The current study enrolled 2,710 patients who were randomised to receive six months of standard adjuvant chemotherapy or six months of adjuvant chemotherapy combined with bevacizumab plus an additional six months of bevacizumab after the chemotherapy had ended. All patients in the study had stage II or stage III disease and first had surgery to remove their tumors. After a median follow-up of three years, the investigators found that 77.4 per cent of patients in the experimental group (bevacizumab) were alive and free of disease, compared with 75.5 per cent of patients in the control group, a difference that was not statistically significant. There were no unexpected side effects in either arm and the toxicities from bevacizumab were well tolerated.

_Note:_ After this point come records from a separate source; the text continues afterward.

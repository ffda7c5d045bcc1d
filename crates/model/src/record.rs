//! Opaque store records with named scalar fields.

use indexmap::IndexMap;
use serde::{Deserialize, Serialize};
use serde_json::Value;

/// One record returned by a store query.
///
/// Records expose named scalar fields (strings, integers, or null for
/// absent attributes). Field order follows the query's return clause. The
/// projector never inspects how a record was produced, only this field
/// contract.
#[derive(Debug, Clone, Default, PartialEq, Serialize, Deserialize)]
#[serde(transparent)]
pub struct Record {
    fields: IndexMap<String, Value>,
}

impl Record {
    /// Create an empty record.
    #[must_use]
    pub fn new() -> Self {
        Self::default()
    }

    /// Set a field, replacing any previous value under the same name.
    pub fn set(&mut self, name: impl Into<String>, value: impl Into<Value>) {
        self.fields.insert(name.into(), value.into());
    }

    /// Builder-style [`set`](Self::set).
    #[must_use]
    pub fn with(mut self, name: impl Into<String>, value: impl Into<Value>) -> Self {
        self.set(name, value);
        self
    }

    /// Get a string field. Null and missing fields both read as `None`.
    #[must_use]
    pub fn get_str(&self, name: &str) -> Option<&str> {
        self.fields.get(name).and_then(Value::as_str)
    }

    /// Get an integer field, accepting numeric strings as well since some
    /// stores return all scalar attributes as text.
    #[must_use]
    pub fn get_i64(&self, name: &str) -> Option<i64> {
        let value = self.fields.get(name)?;
        match value {
            Value::Number(n) => n.as_i64(),
            Value::String(s) => s.trim().parse().ok(),
            _ => None,
        }
    }

    /// Whether the record carries no fields at all.
    #[must_use]
    pub fn is_empty(&self) -> bool {
        self.fields.is_empty()
    }
}

impl<K: Into<String>, V: Into<Value>> FromIterator<(K, V)> for Record {
    fn from_iter<I: IntoIterator<Item = (K, V)>>(iter: I) -> Self {
        let mut record = Self::new();
        for (name, value) in iter {
            record.set(name, value);
        }
        record
    }
}
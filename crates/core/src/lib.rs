//! Shared error taxonomy for pipewright.
//!
//! Every crate in the workspace reports failures through the [`Error`] enum
//! defined here, so the CLI can surface a single, consistent diagnostic
//! rendering regardless of where a generation run aborts.

#![warn(missing_docs)]

pub mod error;

pub use error::{Error, Result};
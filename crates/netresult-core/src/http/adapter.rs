//! Call adapters
//!
//! A call adapter wraps the pending transport call of an endpoint in another
//! future. Adapters are applied in registration order, so the first one
//! registered sits closest to the transport.

use std::fmt;
use std::future::Future;
use std::pin::Pin;
use std::time::{Duration, Instant};

use tracing::Instrument;

use crate::http::service::Endpoint;

/// A transport call that has not completed yet
pub type PendingCall =
    Pin<Box<dyn Future<Output = reqwest_middleware::Result<reqwest::Response>> + Send + 'static>>;

/// Plugin that wraps pending calls
pub trait CallAdapterFactory: Send + Sync + fmt::Debug {
    fn name(&self) -> &'static str;

    fn adapt(&self, endpoint: &Endpoint, call: PendingCall) -> PendingCall;
}

/// Runs each call inside a `tracing` span and logs status and latency
#[derive(Debug, Clone, Copy, Default)]
pub struct TracingCallAdapter;

impl CallAdapterFactory for TracingCallAdapter {
    fn name(&self) -> &'static str {
        "tracing"
    }

    fn adapt(&self, endpoint: &Endpoint, call: PendingCall) -> PendingCall {
        let span = tracing::info_span!(
            "http_call",
            method = %endpoint.method(),
            path = %endpoint.path(),
        );
        Box::pin(
            async move {
                let started = Instant::now();
                let result = call.await;
                let elapsed_ms = started.elapsed().as_millis() as u64;
                match &result {
                    Ok(response) => {
                        let status = response.status().as_u16();
                        tracing::debug!(status, elapsed_ms, "Call finished")
                    }
                    Err(e) => tracing::debug!(error = %e, elapsed_ms, "Call failed"),
                }
                result
            }
            .instrument(span),
        )
    }
}

/// Fails the call when it does not complete within `timeout`
#[derive(Debug, Clone, Copy)]
pub struct DeadlineCallAdapter {
    timeout: Duration,
}

impl DeadlineCallAdapter {
    pub fn new(timeout: Duration) -> Self {
        Self { timeout }
    }
}

impl CallAdapterFactory for DeadlineCallAdapter {
    fn name(&self) -> &'static str {
        "deadline"
    }

    fn adapt(&self, _endpoint: &Endpoint, call: PendingCall) -> PendingCall {
        let timeout = self.timeout;
        Box::pin(async move {
            match tokio::time::timeout(timeout, call).await {
                Ok(result) => result,
                Err(elapsed) => Err(reqwest_middleware::Error::Middleware(elapsed.into())),
            }
        })
    }
}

"One interesting effect was that during the year that patients were receiving bevacizumab we saw a benefit in disease-free survival that subsequently diminished when follow-up was completed," said Dr. Norman Wolmark, chairman of the Department of Human Oncology at Allegheny General Hospital and the study’s lead author. "Our overall conclusion is that bevacizumab was not effective as an adjuvant treatment for early-stage colon cancer, but the transient benefit we saw in patients who received bevacizumab illustrates that we have more to learn about how this reagent works, and we need to design more clinical trials to determine how it can be used most effectively."

The trial was conducted by the National Surgical Adjuvant Breast and Bowel Project (NSABP) group, chaired by Dr. Wolmark, and was funded by the National Cancer Institute.